Örgütlülük; yoldaşlarınızla kurduğunuz ilkeli bir bağlılıktır. Buna sevgiyi de, duyguyu da katmalıyız. Ama ilkeli olmak esastır. İlkelilik nedir? İlkelilik; bir savaş için gerekli olan bütün örgütsel bağları, yani köprüleri kurmaktır. Yok! Hazır örgütü bile dağıtmak en çok hoşlandığımız işlerdir. Demek ki, büyük özgür yaşam için en çok gerekli olan önderlikte kendini ifade eder. Örgütselliğin, yani yoldaşlarla halkla bağlaşmasının, ilkeli çok örgütlü biçimini kişide yakalamak. Herkesin biraz değer verebileceği, aslında güneş parlıyor, bizi sonuna kadar temsil eder, akıllıdır, yaptığı işin bilinci, gücündedir. Bunun dışında birey seviyeli, saygılı, sevgili bir yaşamın başka yolu yoktur. Örgüt yetkilerini gasp ederek, örgütün kuru tüzük esaslarına dayanarak, hatta hatta biraz da gözü kara kendi köhnemiş güdülerini dayatarak, bırakalım büyük bir yaşamın sahibi olmayı, büyük emekle hazırladığımız özgür yaşam olanaklarını yerle bir eder. Hele bir de buna hammalvari veya güdüler sınırına inmiş böyle ne verirsen ona razı, yaşam adına bir kırıntı da bulsa razı bir kimlikle büyük yaşam talebine asla ulaşılamaz, layık olunamaz. Bunlar da yetmiyor.
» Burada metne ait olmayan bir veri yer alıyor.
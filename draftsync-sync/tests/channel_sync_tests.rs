mod common;

use common::{Events, en, recording};
use draftsync_sync::mock::InMemoryService;
use draftsync_sync::{ChannelKind, ChannelSync};
use draftsync_types::{Channel, ChannelAction, ChannelDraft, ChannelRole, ResourceId};
use pretty_assertions::assert_eq;

fn berlin() -> ChannelDraft {
    ChannelDraft::new("berlin")
        .with_name(en("Berlin"))
        .with_roles([ChannelRole::InventorySupply])
}

fn sync_with(
    service: InMemoryService<ChannelKind>,
    events: &Events,
) -> ChannelSync<InMemoryService<ChannelKind>> {
    ChannelSync::new(service, recording(events).build().unwrap())
}

#[tokio::test]
async fn one_new_one_existing() {
    let events = Events::default();
    let service =
        InMemoryService::with_entities([Channel::from_draft(ResourceId::new(), &berlin())]);
    let sync = sync_with(service, &events);

    let munich = ChannelDraft::new("munich").with_name(en("Munich"));
    let stats = sync.sync(vec![berlin(), munich]).await;

    assert_eq!(
        (stats.processed(), stats.created(), stats.updated(), stats.failed()),
        (2, 1, 0, 0)
    );
    assert_eq!(
        stats.report_message(),
        "Summary: 2 channels were processed in total (1 created, 0 updated and 0 failed to sync)."
    );
    assert!(events.all().is_empty());
}

#[tokio::test]
async fn changed_roles_are_updated() {
    let events = Events::default();
    let service =
        InMemoryService::with_entities([Channel::from_draft(ResourceId::new(), &berlin())]);
    let sync = sync_with(service, &events);

    let draft = berlin().with_roles([ChannelRole::InventorySupply, ChannelRole::Primary]);
    let stats = sync.sync(vec![draft]).await;

    assert_eq!(stats.updated(), 1);
    assert_eq!(
        sync.service().applied_updates().await,
        vec![(
            "berlin".to_string(),
            vec![ChannelAction::AddRoles {
                roles: vec![ChannelRole::Primary]
            }]
        )]
    );
}

#[tokio::test]
async fn keyless_channel_is_rejected() {
    let events = Events::default();
    let sync = sync_with(InMemoryService::new(), &events);

    let mut keyless = berlin();
    keyless.key = None;
    let stats = sync.sync(vec![keyless]).await;

    assert_eq!(
        events.messages(),
        vec![
            "ChannelDraft with name: {en: Berlin} doesn't have a key. \
             Please make sure all channel drafts have keys."
                .to_string()
        ]
    );
    assert_eq!(stats.processed(), 1);
    assert_eq!(sync.service().fetch_matching_calls(), 0);
}

#[tokio::test]
async fn equal_duplicates_are_synced_once() {
    let sync = sync_with(InMemoryService::new(), &Events::default());

    let stats = sync.sync(vec![berlin(), berlin()]).await;

    assert_eq!(stats.processed(), 2);
    assert_eq!(stats.created(), 1);
    assert_eq!(sync.service().create_calls(), 1);
}
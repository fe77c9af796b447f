//! Product diff.

use crate::common::{build_set_actions, build_update_action};
use crate::filter::ActionGroup;
use crate::publish::build_publish_or_unpublish_action;
use crate::variants::build_variants_actions;
use crate::{DiffOutcome, ProductDiffContext};
use draftsync_types::{
    CategoryOrderHints, Product, ProductAction, ProductDraft, ResourceIdentifier,
};
use std::collections::HashSet;

/// Builds the ordered update actions that move `old` to the state of `new`.
///
/// Product-level fields come first, then category membership and hints, then
/// variant actions, and the publish state change last. Groups rejected by
/// `ctx.filter` contribute nothing.
pub fn build_product_actions(
    old: &Product,
    new: &ProductDraft,
    ctx: &ProductDiffContext,
) -> DiffOutcome<ProductAction> {
    let filter = &ctx.filter;
    let mut actions = Vec::new();

    actions.extend(filter.build_action(ActionGroup::Name, || {
        build_update_action(&old.name, &new.name, || ProductAction::ChangeName {
            name: new.name.clone(),
        })
    }));
    actions.extend(filter.build_action(ActionGroup::Description, || {
        build_update_action(&old.description, &new.description, || {
            ProductAction::SetDescription {
                description: new.description.clone(),
            }
        })
    }));
    actions.extend(filter.build_action(ActionGroup::Slug, || {
        build_update_action(&old.slug, &new.slug, || ProductAction::ChangeSlug {
            slug: new.slug.clone(),
        })
    }));
    actions.extend(filter.build_action(ActionGroup::SearchKeywords, || {
        build_update_action(&old.search_keywords, &new.search_keywords, || {
            ProductAction::SetSearchKeywords {
                search_keywords: new.search_keywords.clone(),
            }
        })
    }));
    actions.extend(filter.build_action(ActionGroup::MetaTitle, || {
        build_update_action(&old.meta_title, &new.meta_title, || {
            ProductAction::SetMetaTitle {
                meta_title: new.meta_title.clone(),
            }
        })
    }));
    actions.extend(filter.build_action(ActionGroup::MetaDescription, || {
        build_update_action(&old.meta_description, &new.meta_description, || {
            ProductAction::SetMetaDescription {
                meta_description: new.meta_description.clone(),
            }
        })
    }));
    actions.extend(filter.build_action(ActionGroup::MetaKeywords, || {
        build_update_action(&old.meta_keywords, &new.meta_keywords, || {
            ProductAction::SetMetaKeywords {
                meta_keywords: new.meta_keywords.clone(),
            }
        })
    }));
    actions.extend(filter.build_action(ActionGroup::TaxCategory, || {
        build_set_tax_category_action(old, new)
    }));
    actions.extend(filter.build_action(ActionGroup::State, || {
        build_transition_state_action(old, new)
    }));
    actions.extend(filter.build_actions(ActionGroup::Categories, || {
        build_remove_from_category_actions(old, new)
    }));
    actions.extend(filter.build_actions(ActionGroup::Categories, || {
        build_add_to_category_actions(old, new)
    }));
    actions.extend(filter.build_actions(ActionGroup::CategoryOrderHints, || {
        build_category_order_hint_actions(old, new)
    }));

    let variants = build_variants_actions(old, new, ctx);
    actions.extend(variants.actions);

    let publish = filter.build_action(ActionGroup::Publish, || {
        build_publish_or_unpublish_action(
            new.publish,
            old.published,
            !actions.is_empty(),
            old.has_staged_changes,
        )
    });
    actions.extend(publish);

    DiffOutcome {
        actions,
        issues: variants.issues,
    }
}

/// `setTaxCategory` when the references are not equivalent. A draft without
/// a tax category unsets it.
pub fn build_set_tax_category_action(old: &Product, new: &ProductDraft) -> Option<ProductAction> {
    if ResourceIdentifier::are_equivalent(old.tax_category.as_ref(), new.tax_category.as_ref()) {
        return None;
    }
    Some(ProductAction::SetTaxCategory {
        tax_category: new.tax_category.clone(),
    })
}

/// `transitionState` when the draft names a state the product is not in.
/// A state cannot be unset, so a draft without one yields nothing.
pub fn build_transition_state_action(old: &Product, new: &ProductDraft) -> Option<ProductAction> {
    let state = new.state.as_ref()?;
    let unchanged = old.state.as_ref().is_some_and(|s| s.is_equivalent(state));
    (!unchanged).then(|| ProductAction::TransitionState {
        state: state.clone(),
        force: true,
    })
}

fn category_membership_actions(old: &Product, new: &ProductDraft) -> Vec<ProductAction> {
    build_set_actions(
        &old.categories,
        &new.categories,
        ResourceIdentifier::is_equivalent,
        |category| ProductAction::RemoveFromCategory {
            category: category.clone(),
        },
        |category| ProductAction::AddToCategory {
            category: category.clone(),
        },
    )
}

/// `removeFromCategory` for every old category the draft no longer lists.
pub fn build_remove_from_category_actions(old: &Product, new: &ProductDraft) -> Vec<ProductAction> {
    category_membership_actions(old, new)
        .into_iter()
        .filter(|a| matches!(a, ProductAction::RemoveFromCategory { .. }))
        .collect()
}

/// `addToCategory` for every draft category the product is not in yet.
pub fn build_add_to_category_actions(old: &Product, new: &ProductDraft) -> Vec<ProductAction> {
    category_membership_actions(old, new)
        .into_iter()
        .filter(|a| matches!(a, ProductAction::AddToCategory { .. }))
        .collect()
}

/// Order hint changes, restricted to the draft's category membership.
///
/// Hints for categories the product leaves are dropped with the membership
/// itself, so only categories still listed by the draft are considered.
/// Old hints missing from the new map are cleared, new or changed hints are
/// set.
pub fn build_category_order_hint_actions(old: &Product, new: &ProductDraft) -> Vec<ProductAction> {
    let members = member_category_ids(old, new);
    let empty = CategoryOrderHints::new();
    let old_hints = old.category_order_hints.as_ref().unwrap_or(&empty);
    let new_hints = new.category_order_hints.as_ref().unwrap_or(&empty);

    if old_hints == new_hints {
        return Vec::new();
    }

    let cleared = old_hints
        .keys()
        .filter(|id| !new_hints.contains_key(*id) && members.contains(id.as_str()))
        .map(|id| ProductAction::SetCategoryOrderHint {
            category_id: id.clone(),
            order_hint: None,
        });

    let set = new_hints
        .iter()
        .filter(|(id, hint)| members.contains(id.as_str()) && old_hints.get(*id) != Some(*hint))
        .map(|(id, hint)| ProductAction::SetCategoryOrderHint {
            category_id: id.clone(),
            order_hint: Some(hint.clone()),
        });

    cleared.chain(set).collect()
}

/// Ids of the categories the draft lists. A draft category given by key
/// only takes the id of the equivalent category already on the product.
fn member_category_ids<'a>(old: &'a Product, new: &'a ProductDraft) -> HashSet<&'a str> {
    new.categories
        .iter()
        .filter_map(|category| {
            category.id.as_deref().or_else(|| {
                old.categories
                    .iter()
                    .find(|existing| existing.is_equivalent(category))
                    .and_then(|existing| existing.id.as_deref())
            })
        })
        .collect()
}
Bunlar işin asgari olması veya olmaması gereken hususları iken, büyük yaşam aynı zamanda güzel geliştirilmesi gereken yaşamdır. Güzel yaşamın büyük, kutsal ilkeleri kadar onun gergef işlemesi gibi ilmik ilmik dokunması gereği vardır. Gözle, davranışlarla her şeyin estetik, yani güzellik sınırlarında yürütülmesi gerekir. Büyük yaşamın özü örgütse, örgütlülük düzeyiyse, bunun elbisesi de güzel nakışlardır veya böyle bir dokumayı gerektirir. Nedir bunlar da? Dildir, davranış güzelliği. Böyle olunmadan büyük sayılır, sevilir bir yaşamın sahibi olunamaz. Hayret ettiğim nokta; neden bugüne kadar düşünemediniz? Ve çok sevmek ve sevilmek istiyorsunuz, ama gereklerine de bu kadar ters davranıyorsunuz. Neden? Bugünde en çok sorgulamanız gereken yönünüz budur. Bu yoldaşların bana kendilerini büyük adaması acaba boşuna mı dersiniz. Değil! Ben onlardan daha fazla, eskiden beri adamıştım. Onların ki bir yanıttır. Nasıl adadım kendimi? Bunu açtım da herhalde, bugün dolayısıyla biraz daha açmakta yarar var.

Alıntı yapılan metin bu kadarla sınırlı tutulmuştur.